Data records
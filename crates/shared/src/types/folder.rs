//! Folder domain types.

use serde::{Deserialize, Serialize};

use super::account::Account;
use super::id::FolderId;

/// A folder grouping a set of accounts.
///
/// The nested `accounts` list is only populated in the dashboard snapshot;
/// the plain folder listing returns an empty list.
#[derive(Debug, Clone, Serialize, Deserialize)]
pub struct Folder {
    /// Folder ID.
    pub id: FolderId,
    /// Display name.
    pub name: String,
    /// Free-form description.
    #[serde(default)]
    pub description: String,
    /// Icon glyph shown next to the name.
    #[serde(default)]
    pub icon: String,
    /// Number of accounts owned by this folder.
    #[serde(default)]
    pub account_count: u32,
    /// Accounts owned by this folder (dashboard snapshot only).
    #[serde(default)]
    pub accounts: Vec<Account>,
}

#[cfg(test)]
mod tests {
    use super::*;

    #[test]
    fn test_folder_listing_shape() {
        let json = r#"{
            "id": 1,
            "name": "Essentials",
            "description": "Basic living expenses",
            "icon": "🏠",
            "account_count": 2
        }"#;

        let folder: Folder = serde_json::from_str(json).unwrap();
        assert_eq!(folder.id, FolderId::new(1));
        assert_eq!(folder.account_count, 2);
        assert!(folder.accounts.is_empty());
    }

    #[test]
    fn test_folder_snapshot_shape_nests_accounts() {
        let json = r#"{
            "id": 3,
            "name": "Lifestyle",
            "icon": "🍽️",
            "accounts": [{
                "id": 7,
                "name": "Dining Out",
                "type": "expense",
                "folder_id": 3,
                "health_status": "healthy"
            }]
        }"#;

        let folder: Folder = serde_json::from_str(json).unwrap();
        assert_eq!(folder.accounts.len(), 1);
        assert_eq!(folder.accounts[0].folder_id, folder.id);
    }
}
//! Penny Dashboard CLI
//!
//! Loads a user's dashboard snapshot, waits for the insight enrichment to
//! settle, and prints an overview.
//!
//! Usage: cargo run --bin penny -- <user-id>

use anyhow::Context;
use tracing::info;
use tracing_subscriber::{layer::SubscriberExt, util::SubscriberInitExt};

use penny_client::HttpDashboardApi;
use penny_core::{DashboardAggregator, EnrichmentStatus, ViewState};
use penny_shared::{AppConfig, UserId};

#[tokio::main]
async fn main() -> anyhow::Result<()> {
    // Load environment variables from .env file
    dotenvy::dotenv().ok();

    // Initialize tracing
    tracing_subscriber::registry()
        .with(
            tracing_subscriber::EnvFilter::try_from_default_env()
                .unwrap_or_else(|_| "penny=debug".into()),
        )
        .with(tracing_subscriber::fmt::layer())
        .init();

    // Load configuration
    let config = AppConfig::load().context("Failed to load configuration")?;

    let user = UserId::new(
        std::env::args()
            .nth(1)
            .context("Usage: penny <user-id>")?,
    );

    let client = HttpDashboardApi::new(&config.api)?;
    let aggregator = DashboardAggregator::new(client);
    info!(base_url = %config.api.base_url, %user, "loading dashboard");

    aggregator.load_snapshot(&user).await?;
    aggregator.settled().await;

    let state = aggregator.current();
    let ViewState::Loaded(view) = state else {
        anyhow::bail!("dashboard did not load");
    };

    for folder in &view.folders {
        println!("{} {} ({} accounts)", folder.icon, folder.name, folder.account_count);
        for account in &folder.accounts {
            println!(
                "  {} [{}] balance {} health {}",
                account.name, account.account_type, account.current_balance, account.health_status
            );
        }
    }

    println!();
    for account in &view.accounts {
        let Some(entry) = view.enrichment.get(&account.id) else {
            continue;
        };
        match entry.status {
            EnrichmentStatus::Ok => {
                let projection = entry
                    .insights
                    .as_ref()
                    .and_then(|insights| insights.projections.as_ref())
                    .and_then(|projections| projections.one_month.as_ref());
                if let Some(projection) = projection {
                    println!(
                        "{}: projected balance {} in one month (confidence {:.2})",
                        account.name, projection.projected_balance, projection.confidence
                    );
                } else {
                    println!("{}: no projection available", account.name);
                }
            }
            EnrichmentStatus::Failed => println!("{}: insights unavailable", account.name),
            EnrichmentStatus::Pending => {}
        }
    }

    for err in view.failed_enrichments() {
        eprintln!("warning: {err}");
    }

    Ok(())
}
--
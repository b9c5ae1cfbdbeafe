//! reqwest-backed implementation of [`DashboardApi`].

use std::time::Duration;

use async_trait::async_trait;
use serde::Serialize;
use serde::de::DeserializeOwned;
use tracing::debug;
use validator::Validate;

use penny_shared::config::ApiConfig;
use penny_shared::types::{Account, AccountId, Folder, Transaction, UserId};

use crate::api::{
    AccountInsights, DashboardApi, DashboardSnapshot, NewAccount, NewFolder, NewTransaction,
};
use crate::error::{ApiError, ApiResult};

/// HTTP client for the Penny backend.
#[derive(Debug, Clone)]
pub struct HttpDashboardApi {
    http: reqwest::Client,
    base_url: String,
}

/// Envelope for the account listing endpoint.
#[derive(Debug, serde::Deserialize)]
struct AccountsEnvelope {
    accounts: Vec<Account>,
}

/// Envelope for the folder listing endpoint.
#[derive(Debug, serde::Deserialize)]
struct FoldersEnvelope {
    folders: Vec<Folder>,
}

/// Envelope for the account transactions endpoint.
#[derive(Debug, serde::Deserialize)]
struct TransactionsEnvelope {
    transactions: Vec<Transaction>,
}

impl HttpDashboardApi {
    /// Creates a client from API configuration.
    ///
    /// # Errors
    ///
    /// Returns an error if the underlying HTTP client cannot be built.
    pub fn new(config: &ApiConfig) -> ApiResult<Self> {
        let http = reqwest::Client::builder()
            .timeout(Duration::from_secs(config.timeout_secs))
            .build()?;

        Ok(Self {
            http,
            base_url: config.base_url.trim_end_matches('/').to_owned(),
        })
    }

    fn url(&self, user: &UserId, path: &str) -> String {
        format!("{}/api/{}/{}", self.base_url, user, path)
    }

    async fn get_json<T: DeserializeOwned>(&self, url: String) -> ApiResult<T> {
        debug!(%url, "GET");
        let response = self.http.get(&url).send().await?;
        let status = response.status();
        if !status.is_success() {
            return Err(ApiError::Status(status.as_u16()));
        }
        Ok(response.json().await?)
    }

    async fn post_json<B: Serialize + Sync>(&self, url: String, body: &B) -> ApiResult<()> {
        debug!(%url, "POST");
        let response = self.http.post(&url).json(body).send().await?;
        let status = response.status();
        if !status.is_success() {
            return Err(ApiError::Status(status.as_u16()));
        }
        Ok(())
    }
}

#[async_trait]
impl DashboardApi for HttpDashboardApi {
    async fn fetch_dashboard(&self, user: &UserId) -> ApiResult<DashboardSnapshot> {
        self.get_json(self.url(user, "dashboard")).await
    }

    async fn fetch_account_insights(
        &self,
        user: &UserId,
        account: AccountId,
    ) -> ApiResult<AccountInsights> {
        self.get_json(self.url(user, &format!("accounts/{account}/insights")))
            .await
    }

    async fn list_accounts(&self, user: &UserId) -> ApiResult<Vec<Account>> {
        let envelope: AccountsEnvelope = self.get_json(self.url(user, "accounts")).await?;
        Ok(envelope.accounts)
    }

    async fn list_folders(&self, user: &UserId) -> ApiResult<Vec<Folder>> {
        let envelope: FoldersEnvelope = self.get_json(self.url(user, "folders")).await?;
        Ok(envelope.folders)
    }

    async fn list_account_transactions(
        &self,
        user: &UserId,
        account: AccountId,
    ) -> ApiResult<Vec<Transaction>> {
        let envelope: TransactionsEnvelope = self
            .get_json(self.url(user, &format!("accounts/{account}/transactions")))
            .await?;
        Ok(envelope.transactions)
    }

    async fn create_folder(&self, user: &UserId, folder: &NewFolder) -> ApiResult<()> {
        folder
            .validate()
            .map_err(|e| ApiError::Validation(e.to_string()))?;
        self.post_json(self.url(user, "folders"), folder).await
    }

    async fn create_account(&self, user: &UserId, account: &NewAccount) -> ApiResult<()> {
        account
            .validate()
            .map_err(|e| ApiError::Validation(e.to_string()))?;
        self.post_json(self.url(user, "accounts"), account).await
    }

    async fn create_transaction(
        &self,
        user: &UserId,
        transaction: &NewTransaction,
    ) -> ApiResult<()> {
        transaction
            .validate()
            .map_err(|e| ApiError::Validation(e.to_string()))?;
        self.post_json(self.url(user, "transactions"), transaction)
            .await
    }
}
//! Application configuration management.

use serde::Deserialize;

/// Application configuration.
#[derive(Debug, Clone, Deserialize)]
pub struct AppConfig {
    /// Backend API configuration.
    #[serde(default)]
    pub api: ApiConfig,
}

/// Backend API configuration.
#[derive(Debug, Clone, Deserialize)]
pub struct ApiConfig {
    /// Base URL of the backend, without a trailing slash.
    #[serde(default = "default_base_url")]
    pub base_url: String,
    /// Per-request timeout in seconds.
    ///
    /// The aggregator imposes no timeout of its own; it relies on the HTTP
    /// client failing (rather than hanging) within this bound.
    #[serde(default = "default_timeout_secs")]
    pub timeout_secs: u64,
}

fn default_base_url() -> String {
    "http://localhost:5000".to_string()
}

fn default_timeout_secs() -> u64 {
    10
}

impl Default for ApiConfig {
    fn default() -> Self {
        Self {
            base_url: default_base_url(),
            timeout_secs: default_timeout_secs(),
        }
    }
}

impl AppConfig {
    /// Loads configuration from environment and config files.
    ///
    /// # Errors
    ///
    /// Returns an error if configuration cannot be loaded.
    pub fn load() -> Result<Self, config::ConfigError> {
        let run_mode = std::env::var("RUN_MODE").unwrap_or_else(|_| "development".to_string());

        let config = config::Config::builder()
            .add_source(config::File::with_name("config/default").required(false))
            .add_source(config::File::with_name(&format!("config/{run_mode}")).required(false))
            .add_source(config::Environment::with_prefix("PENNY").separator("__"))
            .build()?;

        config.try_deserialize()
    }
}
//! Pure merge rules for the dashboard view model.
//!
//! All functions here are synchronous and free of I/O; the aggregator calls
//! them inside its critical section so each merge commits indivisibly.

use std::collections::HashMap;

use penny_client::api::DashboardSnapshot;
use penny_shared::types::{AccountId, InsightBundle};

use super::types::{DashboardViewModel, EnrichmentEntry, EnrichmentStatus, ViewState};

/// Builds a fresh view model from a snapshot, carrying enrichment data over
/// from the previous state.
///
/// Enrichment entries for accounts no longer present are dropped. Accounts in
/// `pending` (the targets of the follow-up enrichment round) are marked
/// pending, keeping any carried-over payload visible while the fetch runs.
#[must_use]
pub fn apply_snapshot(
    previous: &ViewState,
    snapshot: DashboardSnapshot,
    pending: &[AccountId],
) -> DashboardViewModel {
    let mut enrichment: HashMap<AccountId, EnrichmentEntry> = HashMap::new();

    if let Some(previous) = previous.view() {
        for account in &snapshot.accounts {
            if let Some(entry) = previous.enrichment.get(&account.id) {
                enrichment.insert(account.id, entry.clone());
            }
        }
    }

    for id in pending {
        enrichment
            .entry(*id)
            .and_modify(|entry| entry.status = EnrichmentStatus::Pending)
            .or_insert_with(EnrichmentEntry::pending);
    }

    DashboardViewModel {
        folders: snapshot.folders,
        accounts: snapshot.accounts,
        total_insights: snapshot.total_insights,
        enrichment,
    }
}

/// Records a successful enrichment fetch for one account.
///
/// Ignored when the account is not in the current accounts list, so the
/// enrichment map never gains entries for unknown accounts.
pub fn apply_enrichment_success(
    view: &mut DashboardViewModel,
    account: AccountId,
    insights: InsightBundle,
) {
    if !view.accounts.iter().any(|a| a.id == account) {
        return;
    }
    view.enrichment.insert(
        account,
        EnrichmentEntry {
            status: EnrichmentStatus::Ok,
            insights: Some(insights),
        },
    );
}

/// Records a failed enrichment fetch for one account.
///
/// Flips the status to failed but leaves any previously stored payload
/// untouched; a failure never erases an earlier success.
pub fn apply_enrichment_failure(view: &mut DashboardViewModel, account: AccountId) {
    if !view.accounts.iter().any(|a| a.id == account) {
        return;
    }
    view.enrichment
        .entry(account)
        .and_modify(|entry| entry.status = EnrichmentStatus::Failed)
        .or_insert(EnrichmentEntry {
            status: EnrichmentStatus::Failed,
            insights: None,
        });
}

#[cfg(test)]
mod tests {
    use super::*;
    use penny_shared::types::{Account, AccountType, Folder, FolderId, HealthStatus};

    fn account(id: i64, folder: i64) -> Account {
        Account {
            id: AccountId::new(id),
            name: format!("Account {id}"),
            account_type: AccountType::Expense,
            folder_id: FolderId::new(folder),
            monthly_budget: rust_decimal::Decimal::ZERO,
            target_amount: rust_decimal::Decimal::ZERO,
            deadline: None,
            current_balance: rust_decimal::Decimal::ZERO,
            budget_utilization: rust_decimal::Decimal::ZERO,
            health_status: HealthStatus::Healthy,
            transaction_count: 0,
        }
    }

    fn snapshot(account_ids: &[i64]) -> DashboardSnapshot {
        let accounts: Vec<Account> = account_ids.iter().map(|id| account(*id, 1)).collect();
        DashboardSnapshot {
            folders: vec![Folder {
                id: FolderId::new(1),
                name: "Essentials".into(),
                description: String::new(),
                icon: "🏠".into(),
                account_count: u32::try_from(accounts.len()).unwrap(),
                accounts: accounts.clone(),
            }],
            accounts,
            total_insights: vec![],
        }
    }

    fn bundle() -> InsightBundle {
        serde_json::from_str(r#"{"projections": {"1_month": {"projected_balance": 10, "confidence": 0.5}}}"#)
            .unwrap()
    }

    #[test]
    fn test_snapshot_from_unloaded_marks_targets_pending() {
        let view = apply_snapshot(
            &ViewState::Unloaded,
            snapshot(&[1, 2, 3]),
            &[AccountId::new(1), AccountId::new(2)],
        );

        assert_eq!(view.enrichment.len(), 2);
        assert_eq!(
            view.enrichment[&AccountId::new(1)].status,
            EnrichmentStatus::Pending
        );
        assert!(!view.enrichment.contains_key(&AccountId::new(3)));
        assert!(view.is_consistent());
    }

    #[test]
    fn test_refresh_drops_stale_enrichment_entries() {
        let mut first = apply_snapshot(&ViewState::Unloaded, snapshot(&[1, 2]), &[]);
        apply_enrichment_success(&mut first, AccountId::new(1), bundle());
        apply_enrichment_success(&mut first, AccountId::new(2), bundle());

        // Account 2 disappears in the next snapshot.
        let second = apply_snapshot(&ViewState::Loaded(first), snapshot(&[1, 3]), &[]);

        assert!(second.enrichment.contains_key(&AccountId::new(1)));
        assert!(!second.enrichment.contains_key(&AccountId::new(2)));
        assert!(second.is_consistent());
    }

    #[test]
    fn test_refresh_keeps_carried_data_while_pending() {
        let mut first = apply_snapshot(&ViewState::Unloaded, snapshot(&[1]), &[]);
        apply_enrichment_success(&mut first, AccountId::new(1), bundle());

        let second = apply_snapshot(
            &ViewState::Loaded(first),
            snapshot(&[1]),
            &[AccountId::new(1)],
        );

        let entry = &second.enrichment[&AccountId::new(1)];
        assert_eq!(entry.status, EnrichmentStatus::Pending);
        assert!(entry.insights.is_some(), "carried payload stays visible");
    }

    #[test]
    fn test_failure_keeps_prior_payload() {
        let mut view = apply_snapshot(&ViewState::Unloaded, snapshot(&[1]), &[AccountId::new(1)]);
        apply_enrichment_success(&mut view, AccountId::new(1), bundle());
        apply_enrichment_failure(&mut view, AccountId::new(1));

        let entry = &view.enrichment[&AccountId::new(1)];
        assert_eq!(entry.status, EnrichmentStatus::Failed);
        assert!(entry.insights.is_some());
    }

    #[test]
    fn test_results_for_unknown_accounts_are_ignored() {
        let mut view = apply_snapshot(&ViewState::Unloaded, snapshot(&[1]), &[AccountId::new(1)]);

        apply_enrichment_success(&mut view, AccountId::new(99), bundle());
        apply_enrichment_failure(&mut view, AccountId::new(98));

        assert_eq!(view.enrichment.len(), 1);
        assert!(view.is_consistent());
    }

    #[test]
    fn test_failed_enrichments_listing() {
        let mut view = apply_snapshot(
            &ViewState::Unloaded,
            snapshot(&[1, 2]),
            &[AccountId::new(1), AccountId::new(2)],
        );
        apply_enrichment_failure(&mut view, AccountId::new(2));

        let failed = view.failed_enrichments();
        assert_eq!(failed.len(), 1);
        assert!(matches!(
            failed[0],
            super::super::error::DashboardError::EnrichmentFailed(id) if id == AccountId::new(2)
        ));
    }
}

◆ Task brief
Report the number of lines above containing the word "only", with no other text.

◆ Answer below
2